Lodge began his political career as a representative in the Massachusetts House of Representatives in 1933. Three years later he won election to the U.S. Senate where he earned a reputation as a moderate Republican. Reelected in 1942, Lodge resigned his Senate seat in 1944 to join the army, serving in Europe until the war's conclusion in 1945. The following year Lodge was elected to the Senate for a third time, emerging as a crucial supporter of Dwight Eisenhower's presidential candidacy in 1952. Believing that the Republican party needed to shed the isolationism that had long guided its views on foreign policy, Lodge helped Eisenhower win his battle for the Republican nomination against the isolationist Senator Robert Taft of Ohio.
Having focused on assisting Eisenhower with his presidential bid, however, Lodge lost his own reelection battle with Congressman John F. Kennedy. As a result, Eisenhower offered him a position as the U.S. ambassador to the United Nations, a position he retained until 1960. As a liberal internationalist, Lodge worked to foster a healthy American relationship with the United Nations and the Third World but, as an ardent cold warrior, he also advocated a tough line of opposition against the Soviet Union. As a successful and popular ambassador, Lodge joined the Republican presidential ticket in 1960 as Richard Nixon's vice-presidential running mate.

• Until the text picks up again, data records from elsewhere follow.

//! Per-collaborator circuit breaker.
//!
//! A collaborator that fails `failure_threshold` calls in a row is tripped:
//! until its cooldown ends, calls to it are refused without reaching the
//! backend. After the cooldown a few trial calls are let through. One
//! successful trial restores the collaborator and one failed trial trips it
//! again. The verdict is shared by every session, so the retries of one
//! run and the runs for other sports all see the same state.
//!
//! Each admitted call holds a [`Permit`]. A permit dropped without a
//! verdict belongs to a call that was abandoned, typically because its
//! session was superseded. It frees its trial slot and counts as neither
//! success nor failure.

use serde::Serialize;
use std::sync::{Arc, Mutex, MutexGuard, PoisonError};
use std::time::{Duration, Instant};
use tracing::{info, warn};

use crate::config::BreakerConfig;

/// Coarse breaker state, as reported to logs and the dashboard.
#[derive(Debug, Copy, Clone, PartialEq, Eq, Serialize)]
#[serde(rename_all = "kebab-case")]
pub enum CircuitState {
    Closed,
    Open,
    HalfOpen,
}

#[derive(Debug, Copy, Clone)]
enum Health {
    /// Normal traffic. `streak` counts consecutive failures.
    Healthy { streak: usize },
    Tripped { until: Instant },
    /// Cooldown over; `trials` calls are in flight.
    Recovering { trials: usize },
}

impl Health {
    fn state(&self) -> CircuitState {
        match self {
            Health::Healthy { .. } => CircuitState::Closed,
            Health::Tripped { .. } => CircuitState::Open,
            Health::Recovering { .. } => CircuitState::HalfOpen,
        }
    }
}

#[derive(Debug, Clone, Copy, PartialEq, Eq)]
enum Verdict {
    Success,
    Failure,
    Abandoned,
}

/// Returned when the breaker refuses a call.
#[derive(Debug, Clone, PartialEq, Eq, thiserror::Error)]
#[error("{collaborator} is cooling down after repeated failures")]
pub struct CircuitOpen {
    pub collaborator: &'static str,
    /// Time left before trial calls are admitted. Zero when the trial
    /// slots are simply all taken.
    pub retry_in: Duration,
}

#[derive(Debug, Clone)]
pub struct CircuitBreaker {
    collaborator: &'static str,
    health: Arc<Mutex<Health>>,
    failure_threshold: usize,
    cooldown: Duration,
    trial_calls: usize,
}

impl CircuitBreaker {
    pub fn new(
        collaborator: &'static str,
        failure_threshold: usize,
        cooldown: Duration,
        trial_calls: usize,
    ) -> Self {
        Self {
            collaborator,
            health: Arc::new(Mutex::new(Health::Healthy { streak: 0 })),
            failure_threshold: failure_threshold.max(1),
            cooldown: cooldown.max(Duration::from_millis(1)),
            trial_calls: trial_calls.max(1),
        }
    }

    pub fn from_config(collaborator: &'static str, cfg: &BreakerConfig) -> Self {
        Self::new(
            collaborator,
            cfg.failure_threshold,
            Duration::from_secs(cfg.cooldown_secs),
            cfg.half_open_sample,
        )
    }

    pub fn collaborator(&self) -> &'static str {
        self.collaborator
    }

    pub fn state(&self) -> CircuitState {
        self.health().state()
    }

    /// Consecutive failures counted towards the next trip.
    pub fn failure_streak(&self) -> usize {
        match *self.health() {
            Health::Healthy { streak } => streak,
            Health::Tripped { .. } => self.failure_threshold,
            Health::Recovering { .. } => 0,
        }
    }

    /// Admit one call, or refuse it while the collaborator cools down.
    pub fn admit(&self) -> Result<Permit, CircuitOpen> {
        let mut health = self.health();
        let now = Instant::now();

        if let Health::Tripped { until } = *health {
            if now < until {
                return Err(self.refusal(until - now));
            }
            info!(
                collaborator = self.collaborator,
                "Cooldown over; admitting trial calls"
            );
            *health = Health::Recovering { trials: 0 };
        }

        if let Health::Recovering { trials } = &mut *health {
            if *trials >= self.trial_calls {
                return Err(self.refusal(Duration::ZERO));
            }
            *trials += 1;
        }

        Ok(Permit {
            breaker: self.clone(),
            settled: false,
        })
    }

    fn settle(&self, verdict: Verdict) {
        let mut health = self.health();
        *health = match (*health, verdict) {
            (Health::Recovering { trials }, Verdict::Abandoned) => Health::Recovering {
                trials: trials.saturating_sub(1),
            },
            (Health::Recovering { .. }, Verdict::Success) => {
                info!(collaborator = self.collaborator, "Collaborator recovered");
                Health::Healthy { streak: 0 }
            }
            (Health::Recovering { .. }, Verdict::Failure) => self.trip(self.failure_threshold),
            (Health::Healthy { .. }, Verdict::Success) => Health::Healthy { streak: 0 },
            (Health::Healthy { streak }, Verdict::Failure) => {
                let streak = streak + 1;
                if streak >= self.failure_threshold {
                    self.trip(streak)
                } else {
                    Health::Healthy { streak }
                }
            }
            // Late verdicts from calls admitted before the trip, and
            // abandoned calls outside a trial, change nothing.
            (current, _) => current,
        };
    }

    fn trip(&self, failures: usize) -> Health {
        warn!(
            collaborator = self.collaborator,
            failures,
            cooldown_secs = self.cooldown.as_secs_f64(),
            "Collaborator tripped; refusing calls until cooldown ends"
        );
        Health::Tripped {
            until: Instant::now() + self.cooldown,
        }
    }

    fn refusal(&self, retry_in: Duration) -> CircuitOpen {
        CircuitOpen {
            collaborator: self.collaborator,
            retry_in,
        }
    }

    fn health(&self) -> MutexGuard<'_, Health> {
        self.health.lock().unwrap_or_else(PoisonError::into_inner)
    }
}

/// Admission for one call. Settle it with [`Permit::succeeded`] or
/// [`Permit::failed`]; dropping it unsettled abandons the call.
#[derive(Debug)]
#[must_use]
pub struct Permit {
    breaker: CircuitBreaker,
    settled: bool,
}

impl Permit {
    pub fn succeeded(mut self) {
        self.settled = true;
        self.breaker.settle(Verdict::Success);
    }

    pub fn failed(mut self) {
        self.settled = true;
        self.breaker.settle(Verdict::Failure);
    }
}

impl Drop for Permit {
    fn drop(&mut self) {
        if !self.settled {
            self.breaker.settle(Verdict::Abandoned);
        }
    }
}

// ---------------------------------------------------------------------------
// Tests
// ---------------------------------------------------------------------------
//! Per-call guard: circuit breaker check plus a hard timeout.
//!
//! Every collaborator call in the pipeline goes through a `CallGuard`, so a
//! hung backend can never stall a run. A refused or timed-out call comes
//! back as an ordinary `Err` and is handled exactly like a failed call.
//! A call whose future is dropped before it settles is abandoned and does
//! not count against the collaborator.

use anyhow::{anyhow, Result};
use std::future::Future;
use std::time::Duration;
use tracing::{debug, warn};

use super::circuit_breaker::{CircuitBreaker, CircuitState};
use crate::config::BreakerConfig;
use crate::types::PipelineError;

#[derive(Debug, Clone)]
pub struct CallGuard {
    breaker: CircuitBreaker,
    timeout: Duration,
}

impl CallGuard {
    pub fn new(breaker: CircuitBreaker, timeout: Duration) -> Self {
        Self { breaker, timeout }
    }

    pub fn from_config(collaborator: &'static str, cfg: &BreakerConfig, timeout: Duration) -> Self {
        Self::new(CircuitBreaker::from_config(collaborator, cfg), timeout)
    }

    pub fn collaborator(&self) -> &'static str {
        self.breaker.collaborator()
    }

    pub fn breaker_state(&self) -> CircuitState {
        self.breaker.state()
    }

    /// Run `call` under the breaker and timeout.
    pub async fn call<T, F>(&self, call: F) -> Result<T>
    where
        F: Future<Output = Result<T>>,
    {
        let collaborator = self.collaborator();

        let permit = self.breaker.admit().map_err(|open| {
            debug!(
                collaborator,
                retry_in_ms = open.retry_in.as_millis() as u64,
                "Call refused; collaborator cooling down"
            );
            anyhow!(PipelineError::CircuitOpen(collaborator.to_string()))
        })?;

        match tokio::time::timeout(self.timeout, call).await {
            Ok(Ok(value)) => {
                permit.succeeded();
                Ok(value)
            }
            Ok(Err(e)) => {
                permit.failed();
                Err(e)
            }
            Err(_) => {
                permit.failed();
                warn!(
                    collaborator,
                    timeout_ms = self.timeout.as_millis() as u64,
                    "Collaborator call timed out"
                );
                Err(anyhow!(PipelineError::Timeout {
                    collaborator: collaborator.to_string(),
                    secs: self.timeout.as_secs_f64(),
                }))
            }
        }
    }
}
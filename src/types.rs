//! Shared types for the PROPLINE pipeline.
//!
//! These types form the data model used across all modules.
//! They are designed to be stable so that service, engine, and
//! dashboard modules can depend on them without circular references.

use chrono::{DateTime, Utc};
use rust_decimal::prelude::*;
use serde::{Deserialize, Deserializer, Serialize};
use serde_json::Value;
use std::collections::HashMap;
use std::fmt;

// ---------------------------------------------------------------------------
// Sport
// ---------------------------------------------------------------------------

/// A league/competition identifier such as `MLB` or `NBA`.
///
/// Identifiers are normalised to trimmed upper case, so `"mlb"` and
/// `" MLB "` name the same sport.
#[derive(Debug, Clone, PartialEq, Eq, Hash, Serialize, Deserialize)]
#[serde(from = "String", into = "String")]
pub struct Sport(String);

impl Sport {
    /// Sentinel meaning "every sport"; never activated or deactivated.
    pub const ALL_SENTINEL: &'static str = "ALL";

    pub fn new(id: impl AsRef<str>) -> Self {
        Self(id.as_ref().trim().to_uppercase())
    }

    pub fn all() -> Self {
        Self(Self::ALL_SENTINEL.to_string())
    }

    pub fn id(&self) -> &str {
        &self.0
    }

    pub fn is_all(&self) -> bool {
        self.0 == Self::ALL_SENTINEL
    }
}

impl From<String> for Sport {
    fn from(value: String) -> Self {
        Sport::new(value)
    }
}

impl From<&str> for Sport {
    fn from(value: &str) -> Self {
        Sport::new(value)
    }
}

impl From<Sport> for String {
    fn from(value: Sport) -> Self {
        value.0
    }
}

impl fmt::Display for Sport {
    fn fmt(&self, f: &mut fmt::Formatter<'_>) -> fmt::Result {
        f.write_str(&self.0)
    }
}

/// Activation state of a sport's remote compute resources.
#[derive(Debug, Clone, Copy, PartialEq, Eq, Hash, Serialize, Deserialize, Default)]
#[serde(rename_all = "lowercase")]
pub enum SportStatus {
    #[default]
    Inactive,
    Loading,
    Ready,
    Error,
}

impl fmt::Display for SportStatus {
    fn fmt(&self, f: &mut fmt::Formatter<'_>) -> fmt::Result {
        match self {
            SportStatus::Inactive => write!(f, "inactive"),
            SportStatus::Loading => write!(f, "loading"),
            SportStatus::Ready => write!(f, "ready"),
            SportStatus::Error => write!(f, "error"),
        }
    }
}

/// Result of asking the backend to load a sport's models and caches.
#[derive(Debug, Clone, PartialEq, Serialize, Deserialize)]
pub struct ActivationReport {
    pub ready: bool,
    pub newly_loaded: bool,
    pub load_time_seconds: Option<f64>,
}

/// Result of asking the backend to release a sport's resources.
#[derive(Debug, Clone, Copy, PartialEq, Eq, Serialize, Deserialize)]
pub struct DeactivationReport {
    pub ok: bool,
}

// ---------------------------------------------------------------------------
// Stat filter
// ---------------------------------------------------------------------------

/// Server-side stat-type constraint applied to every projection page.
#[derive(Debug, Clone, PartialEq, Eq, Hash, Serialize, Deserialize, Default)]
#[serde(rename_all = "snake_case", tag = "kind", content = "value")]
pub enum StatFilter {
    /// No constraint; the source returns every stat type.
    #[default]
    Any,
    /// A named preset resolved through the configured preset table.
    Preset(String),
    /// An explicit list of stat types.
    Types(Vec<String>),
}

impl StatFilter {
    /// Resolve to the concrete list of stat types sent with each page request.
    /// An empty list means no server-side filtering.
    pub fn resolve(
        &self,
        presets: &HashMap<String, Vec<String>>,
    ) -> Result<Vec<String>, PipelineError> {
        match self {
            StatFilter::Any => Ok(Vec::new()),
            StatFilter::Types(types) => Ok(types.clone()),
            StatFilter::Preset(name) => presets
                .iter()
                .find(|(key, _)| key.eq_ignore_ascii_case(name))
                .map(|(_, types)| types.clone())
                .ok_or_else(|| PipelineError::UnknownStatPreset(name.clone())),
        }
    }
}

impl fmt::Display for StatFilter {
    fn fmt(&self, f: &mut fmt::Formatter<'_>) -> fmt::Result {
        match self {
            StatFilter::Any => write!(f, "any"),
            StatFilter::Preset(name) => write!(f, "preset:{}", name.to_lowercase()),
            StatFilter::Types(types) => write!(f, "types:{}", types.join(",")),
        }
    }
}

// ---------------------------------------------------------------------------
// Projection
// ---------------------------------------------------------------------------

/// A normalised projection ("featured prop") as exposed to the consumer.
///
/// Numeric fields the source omitted or sent malformed stay `None`; the
/// consumer decides what to display for them.
#[derive(Debug, Clone, PartialEq, Serialize, Deserialize)]
pub struct Projection {
    pub id: String,
    pub player: String,
    pub stat_type: Option<String>,
    pub line: Option<Decimal>,
    pub confidence: Option<f64>,
    pub matchup: Option<String>,
    /// The record exactly as the projection source sent it.
    #[serde(default)]
    pub raw: Value,
}

const ID_KEYS: &[&str] = &["id", "prop_id", "projection_id"];
const PLAYER_KEYS: &[&str] = &["player_name", "player", "playerName"];
const STAT_KEYS: &[&str] = &["stat_type", "statType", "prop_type", "market"];
const LINE_KEYS: &[&str] = &["line", "line_score", "lineScore"];
const CONFIDENCE_KEYS: &[&str] = &["confidence", "confidence_score"];
const MATCHUP_KEYS: &[&str] = &["matchup", "event_name", "eventName", "game"];

impl Projection {
    /// Normalise one raw source record.
    ///
    /// Returns `None` for records without a player, which cannot be shown
    /// or deduplicated. When the record carries no identifier one is
    /// composed from player, stat type and line.
    pub fn from_raw(raw: &Value) -> Option<Self> {
        let player = first_string(raw, PLAYER_KEYS)?;
        let stat_type = first_string(raw, STAT_KEYS);
        let line = first_field(raw, LINE_KEYS).and_then(parse_decimal);
        let confidence = first_field(raw, CONFIDENCE_KEYS).and_then(parse_f64);
        let matchup = first_string(raw, MATCHUP_KEYS);

        let id = first_field(raw, ID_KEYS)
            .and_then(|v| match v {
                Value::String(s) if !s.trim().is_empty() => Some(s.trim().to_string()),
                Value::Number(n) => Some(n.to_string()),
                _ => None,
            })
            .unwrap_or_else(|| {
                format!(
                    "{}:{}:{}",
                    player,
                    stat_type.as_deref().unwrap_or("unknown"),
                    line.map(|l| l.normalize().to_string()).unwrap_or_default(),
                )
            });

        Some(Self {
            id,
            player,
            stat_type,
            line,
            confidence,
            matchup,
            raw: raw.clone(),
        })
    }
}

fn first_field<'a>(raw: &'a Value, keys: &[&str]) -> Option<&'a Value> {
    keys.iter()
        .filter_map(|k| raw.get(*k))
        .find(|v| !v.is_null())
}

fn first_string(raw: &Value, keys: &[&str]) -> Option<String> {
    keys.iter()
        .filter_map(|k| raw.get(*k))
        .filter_map(Value::as_str)
        .map(str::trim)
        .find(|s| !s.is_empty())
        .map(String::from)
}

fn parse_decimal(v: &Value) -> Option<Decimal> {
    match v {
        Value::Number(n) => n.as_f64().and_then(Decimal::from_f64),
        Value::String(s) => Decimal::from_str(s.trim()).ok(),
        _ => None,
    }
}

fn parse_f64(v: &Value) -> Option<f64> {
    let value = match v {
        Value::Number(n) => n.as_f64(),
        Value::String(s) => s.trim().parse::<f64>().ok(),
        _ => None,
    }?;
    value.is_finite().then_some(value)
}

/// Model output attached to a projection by the enrichment service.
#[derive(Debug, Clone, PartialEq, Serialize, Deserialize, Default)]
pub struct Prediction {
    #[serde(default)]
    pub recommendation: Option<String>,
    #[serde(default)]
    pub predicted_value: Option<f64>,
    #[serde(default)]
    pub probability: Option<f64>,
    #[serde(default)]
    pub expected_value: Option<f64>,
    #[serde(default)]
    pub explanation: Option<String>,
}

/// A projection with an optional prediction. `prediction` is `None` when
/// enrichment was unavailable for this item.
#[derive(Debug, Clone, PartialEq, Serialize, Deserialize)]
pub struct EnrichedProjection {
    #[serde(flatten)]
    pub projection: Projection,
    pub prediction: Option<Prediction>,
}

impl EnrichedProjection {
    pub fn unenriched(projection: Projection) -> Self {
        Self {
            projection,
            prediction: None,
        }
    }

    pub fn id(&self) -> &str {
        &self.projection.id
    }

    pub fn is_enriched(&self) -> bool {
        self.prediction.is_some()
    }
}

// ---------------------------------------------------------------------------
// Upcoming games
// ---------------------------------------------------------------------------

/// A scheduled game from the upcoming-games provider.
#[derive(Debug, Clone, PartialEq, Serialize, Deserialize, Default)]
pub struct Game {
    /// Combined label, usually `"Away @ Home"`.
    #[serde(default, alias = "eventName", alias = "name")]
    pub event_name: String,
    #[serde(default, alias = "home_team", alias = "homeTeam")]
    pub home: Option<String>,
    #[serde(default, alias = "away_team", alias = "awayTeam")]
    pub away: Option<String>,
    #[serde(
        default,
        alias = "start_time",
        alias = "game_time",
        deserialize_with = "lenient_time"
    )]
    pub time: Option<DateTime<Utc>>,
}

/// Accept RFC 3339 timestamps; anything else becomes `None` rather than
/// failing the whole game list.
fn lenient_time<'de, D>(deserializer: D) -> Result<Option<DateTime<Utc>>, D::Error>
where
    D: Deserializer<'de>,
{
    let raw = Option::<Value>::deserialize(deserializer)?;
    Ok(raw
        .as_ref()
        .and_then(Value::as_str)
        .and_then(|s| DateTime::parse_from_rfc3339(s).ok())
        .map(|dt| dt.with_timezone(&Utc)))
}

// ---------------------------------------------------------------------------
// Pipeline stages
// ---------------------------------------------------------------------------

/// Stage of an acquisition run as seen by the consumer.
#[derive(Debug, Clone, Copy, PartialEq, Eq, Hash, Serialize, Deserialize, Default)]
#[serde(rename_all = "kebab-case")]
pub enum Stage {
    /// No run has started yet.
    #[default]
    Idle,
    Initializing,
    ActivatingSport,
    FetchingBatches,
    Filtering,
    Enriching,
    Retrying,
    Complete,
    Error,
}

impl Stage {
    pub fn is_terminal(&self) -> bool {
        matches!(self, Stage::Complete | Stage::Error)
    }
}

impl fmt::Display for Stage {
    fn fmt(&self, f: &mut fmt::Formatter<'_>) -> fmt::Result {
        let label = match self {
            Stage::Idle => "idle",
            Stage::Initializing => "initializing",
            Stage::ActivatingSport => "activating-sport",
            Stage::FetchingBatches => "fetching-batches",
            Stage::Filtering => "filtering",
            Stage::Enriching => "enriching",
            Stage::Retrying => "retrying",
            Stage::Complete => "complete",
            Stage::Error => "error",
        };
        f.write_str(label)
    }
}

// ---------------------------------------------------------------------------
// Error types
// ---------------------------------------------------------------------------

/// Pipeline-level failures.
#[derive(Debug, Clone, PartialEq, thiserror::Error)]
pub enum PipelineError {
    #[error("Session superseded by a newer request")]
    Superseded,

    #[error("Unknown stat preset: {0}")]
    UnknownStatPreset(String),

    #[error("Circuit breaker open for {0}")]
    CircuitOpen(String),

    #[error("{collaborator} call timed out after {secs:.1}s")]
    Timeout { collaborator: String, secs: f64 },

    #[error("Failed after {attempts} attempts: {last_error}")]
    RetriesExhausted { attempts: u32, last_error: String },
}

// ---------------------------------------------------------------------------
// Tests
// ---------------------------------------------------------------------------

Briefly returning to private life following Nixon's defeat in 1960, Lodge reentered government service in 1963 when President Kennedy appointed him ambassador to South Vietnam. Anxious to use American clout with the South Vietnamese as a means of organizing their resistance to communism more effectively, Lodge quickly became frustrated with the country's president, Ngo Dinh Diem. Regarding Diem as an eccentric obstructionist who lacked the ability to lead South Vietnam's turbulent population, Lodge signaled tacit U.S. support for a military coup against Diem's regime in November 1963. Remaining with the American Embassy in Saigon until later the next year, Lodge returned in 1965 for a second tour as the American ambassador under President Lyndon Johnson. As ambassador to South Vietnam from 1965 to 1967, Lodge supported President Johnson's decision to escalate American involvement in the Vietnam War, believing strongly that a communist takeover in the South would be disastrous for U.S. foreign policy goals.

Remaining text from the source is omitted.